28th December 2012 by Helena 1 Comment  

Several years ago,when I was still editing the magazine Central European (a must-read) I used to travel to Russia every few weeks to write a supplement we ran called Russiamoney. This was back in the early 1990s when Russia was just opening up, and there were fortunes to be made overnight. I remember meeting one future oligarch in a Moscow bar. After our chat, he was going off to buy a flat with three suitcases of cash. And today, as I read about the pathetic Mr Putin’s reaction to the law passed in the US banning visas for officials implicated in the hideous death of the whistle-blowing lawyer Sergei Magnitsky (pictured here), I am reminded of another encounter I had, this time on a plane from St Petersburg to London.

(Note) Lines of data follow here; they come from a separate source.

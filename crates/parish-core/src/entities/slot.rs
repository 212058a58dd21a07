//! Slot entity - a named, capacity-bounded role within one event

use chrono::{DateTime, Utc};

use crate::error::DomainError;
use crate::value_objects::{EventId, SlotId};

/// Name, capacity and notes of a slot, before it belongs to an event
#[derive(Debug, Clone, PartialEq, Eq)]
pub struct SlotTemplate {
    pub name: String,
    pub capacity: u32,
    pub notes: Option<String>,
}

impl SlotTemplate {
    pub fn new(name: String, capacity: i64, notes: Option<String>) -> Result<Self, DomainError> {
        Ok(Self {
            name,
            capacity: validate_capacity(capacity)?,
            notes,
        })
    }
}

/// Slot entity
#[derive(Debug, Clone, PartialEq, Eq)]
pub struct Slot {
    pub id: SlotId,
    pub event_id: EventId,
    pub name: String,
    pub capacity: u32,
    pub notes: Option<String>,
    pub created_at: DateTime<Utc>,
}

impl Slot {
    /// Create a slot owned by `event_id`
    pub fn from_template(event_id: EventId, template: &SlotTemplate) -> Self {
        Self {
            id: SlotId::new(),
            event_id,
            name: template.name.clone(),
            capacity: template.capacity,
            notes: template.notes.clone(),
            created_at: Utc::now(),
        }
    }

    pub fn set_name(&mut self, name: String) {
        self.name = name;
    }

    /// Update capacity; must stay at least 1
    pub fn set_capacity(&mut self, capacity: i64) -> Result<(), DomainError> {
        self.capacity = validate_capacity(capacity)?;
        Ok(())
    }

    pub fn set_notes(&mut self, notes: Option<String>) {
        self.notes = notes;
    }

    /// Occupancy given the number of current assignments
    pub fn occupancy(&self, assigned: usize) -> SlotOccupancy {
        SlotOccupancy {
            capacity: self.capacity,
            assigned,
        }
    }
}

/// Largest capacity a slot may have; the store keeps it in a 32-bit column
pub const MAX_SLOT_CAPACITY: u32 = i32::MAX as u32;

fn validate_capacity(capacity: i64) -> Result<u32, DomainError> {
    u32::try_from(capacity)
        .ok()
        .filter(|c| (1..=MAX_SLOT_CAPACITY).contains(c))
        .ok_or(DomainError::InvalidCapacity(capacity))
}

/// Assigned count against capacity
///
/// Capacity is advisory: nothing prevents `assigned` from exceeding it.
#[derive(Debug, Clone, Copy, PartialEq, Eq)]
pub struct SlotOccupancy {
    pub capacity: u32,
    pub assigned: usize,
}

impl SlotOccupancy {
    #[inline]
    pub fn is_full(&self) -> bool {
        self.assigned >= self.capacity as usize
    }

    #[inline]
    pub fn is_overbooked(&self) -> bool {
        self.assigned > self.capacity as usize
    }

    #[inline]
    pub fn open_spots(&self) -> usize {
        (self.capacity as usize).saturating_sub(self.assigned)
    }
}
//! # parish-api
//!
//! REST API server for the parish scheduling core, built with Axum.

pub mod extractors;
pub mod handlers;
pub mod middleware;
pub mod response;
pub mod routes;
pub mod server;
pub mod state;

pub use server::{create_app, create_app_state, run, run_server};
pub use state::AppState;
//! Event database model

use chrono::{DateTime, NaiveDate, NaiveTime, Utc};
use sqlx::FromRow;
use uuid::Uuid;

/// Database model for events table
#[derive(Debug, Clone, FromRow)]
pub struct EventModel {
    pub id: Uuid,
    pub title: String,
    pub description: Option<String>,
    pub event_type: String,
    pub event_date: NaiveDate,
    pub start_time: NaiveTime,
    pub end_time: Option<NaiveTime>,
    pub location: Option<String>,
    pub recurrence_type: String,
    pub recurrence_end_date: Option<NaiveDate>,
    pub parent_event_id: Option<Uuid>,
    pub created_by: Uuid,
    pub created_at: DateTime<Utc>,
    pub updated_at: DateTime<Utc>,
}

I had spotted the family at the airport. The attractive blond parents with their two daughters, kitted out entirely in Osh-Kosh. The kids running rings around them, the parents trying to remain calm.
“How spoilt,” was my silent reaction as I buried my nose in my book. These were the days before I had children, and I assumed that as a parent you would be able to control your offspring.
I was horrified to see when I sat down on the plane that they were behind me. I cursed my stupidity in forgetting my walkman (yes, it really was that long ago) and settled down grimly in preparation for a long flight.
The first thing the children did was repeatedly take the plane phone out of its cradle and shove it back in, bashing my seat every time they did it. And they argued, and fought and shouted and screamed and didn’t sit still for more than 30 seconds at a time.
After an hour I could take no more. I turned around and snapped at the ineffectual mother:
“Can you please control your children?”
“They’re pretty good…” she began
“No they’re not,” I interrupted.
“They’re pretty good,” she continued,” considering they left an orphanage this morning.”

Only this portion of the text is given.